A fossil of the fish Incisoscutum ritchiei from the Upper Devonian period (350 Ma) of the Gogo formation of western Australia contains a 5 cm-long embryo. This specimen is one of the earliest examples of a pregnant vertebrate and shows that internal fertilisation, or sex, started far sooner than previously thought.The process of internal fertilisation and giving birth to live young, or viviparity, differentiates some fish and mammals from other animals such as reptiles and amphibians. Johanson and her colleagues believe it was the main reproductive method for early fish groups such as the placoderms and could have evolved in other fish groups.
‘Sex was far more common in these primitive prehistoric animals,’ adds Dr Johanson. ‘However, copulation appears to be the main way they reproduced, demonstrating that ‘sex’ started a lot sooner than we thought.’
‘This specimen shows just how important the Museum collections are because knowledge evolves and we have new interpretations that we can apply to fossils in the collections.' link.

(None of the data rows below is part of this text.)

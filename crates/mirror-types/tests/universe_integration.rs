//! Live introspection over a multi-module universe

use mirror_types::{
    coerce, BindingFlags, FieldDefinition, HostError, MethodDefinition, Module, Object,
    Primitive, TypeBuilder, Universe, Value, CORE_MODULE,
};

fn zoo() -> Universe {
    let animal = TypeBuilder::class("zoo", "zoo.Animal")
        .field(FieldDefinition::new("name", Primitive::String).protected())
        .field(FieldDefinition::new("tag", Primitive::I32).private())
        .method(MethodDefinition::new("Speak", |_, _| Ok(Value::str("..."))).returns(Primitive::String))
        .build();
    let dog = TypeBuilder::subclass("zoo", "zoo.Dog", &animal)
        .field(FieldDefinition::new("Tricks", Primitive::I32))
        .method(MethodDefinition::new("Speak", |_, _| Ok(Value::str("woof"))).returns(Primitive::String))
        .build();
    let universe = Universe::new();
    universe
        .register_module(Module::new("zoo").with_type(animal).with_type(dog))
        .unwrap();
    universe
}

#[test]
fn test_modules_in_registration_order() {
    let universe = zoo();
    let names: Vec<_> = universe
        .modules()
        .iter()
        .map(|m| m.name().to_string())
        .collect();
    assert_eq!(names, vec![CORE_MODULE, "zoo"]);
    assert_eq!(universe.primary_name(), CORE_MODULE);

    let err = universe.register_module(Module::new("zoo")).unwrap_err();
    assert!(matches!(err, HostError::DuplicateModule(ref name) if name == "zoo"));
}

#[test]
fn test_inherited_members() {
    let universe = zoo();
    let zoo = universe.module("zoo").unwrap();
    let dog = universe.query_type(&zoo, "zoo.Dog").unwrap();
    let flags = BindingFlags::ALL_INSTANCE;

    // Protected base fields are visible, private ones are not
    assert!(universe.query_field(&dog, "name", flags).is_some());
    assert!(universe.query_field(&dog, "tag", flags).is_none());
    assert!(universe
        .query_field(&dog, "name", flags | BindingFlags::DECLARED_ONLY)
        .is_none());

    let speak = universe.query_method(&dog, "Speak", flags, Some(&[][..])).unwrap();
    assert_eq!(speak.declaring_type().id(), dog.id());
    assert_eq!(universe.query_methods_named(&dog, "Speak", flags).len(), 2);

    let obj = Object::alloc(&dog);
    assert_eq!(obj.slot_count(), 3);
    assert_eq!(universe.type_of(&Value::Object(obj)).unwrap().id(), dog.id());
}

#[test]
fn test_queries_are_counted() {
    let universe = zoo();
    let zoo = universe.module("zoo").unwrap();
    assert_eq!(universe.stats().total(), 0);
    universe.query_type(&zoo, "zoo.Cat");
    let animal = universe.query_type(&zoo, "zoo.Animal").unwrap();
    universe.query_constructors(&animal, BindingFlags::ALL_INSTANCE);
    assert_eq!(universe.stats().type_queries(), 2);
    assert_eq!(universe.stats().member_queries(), 1);
}

#[test]
fn test_argument_coercion() {
    let universe = zoo();
    let i32_ref = universe.primitive(Primitive::I32).type_ref();
    assert_eq!(coerce(&Value::I64(5), &i32_ref), Some(Value::I32(5)));
    assert_eq!(coerce(&Value::I64(i64::MAX), &i32_ref), None);
    assert_eq!(coerce(&Value::str("12"), &i32_ref), Some(Value::I32(12)));
    assert_eq!(coerce(&Value::Null, &i32_ref), None);
}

Abstract : Here we report the discovery of embryos in the Arthrodira inside specimens of Incisoscutum ritchiei from the Upper Devonian Gogo Formation of Western Australia (approximately 380 million years ago), providing the first evidence, to our knowledge, for reproduction using internal fertilization in this diverse group. We show that Incisoscutum and some phyllolepid arthrodires possessed pelvic girdles … indicating that the pelvic fin was used in copulation. As homology between similar pelvic girdle skeletal structures in ptyctodontids, arthrodires and chondrichthyans is difficult to reconcile in the light of current phylogenies of lower gnathostomes, we explain these similarities as being most likely due to convergence (homoplasy). These new finds confirm that reproduction by internal fertilization and viviparity was much more widespread in the earliest gnathostomes than had been previously appreciated.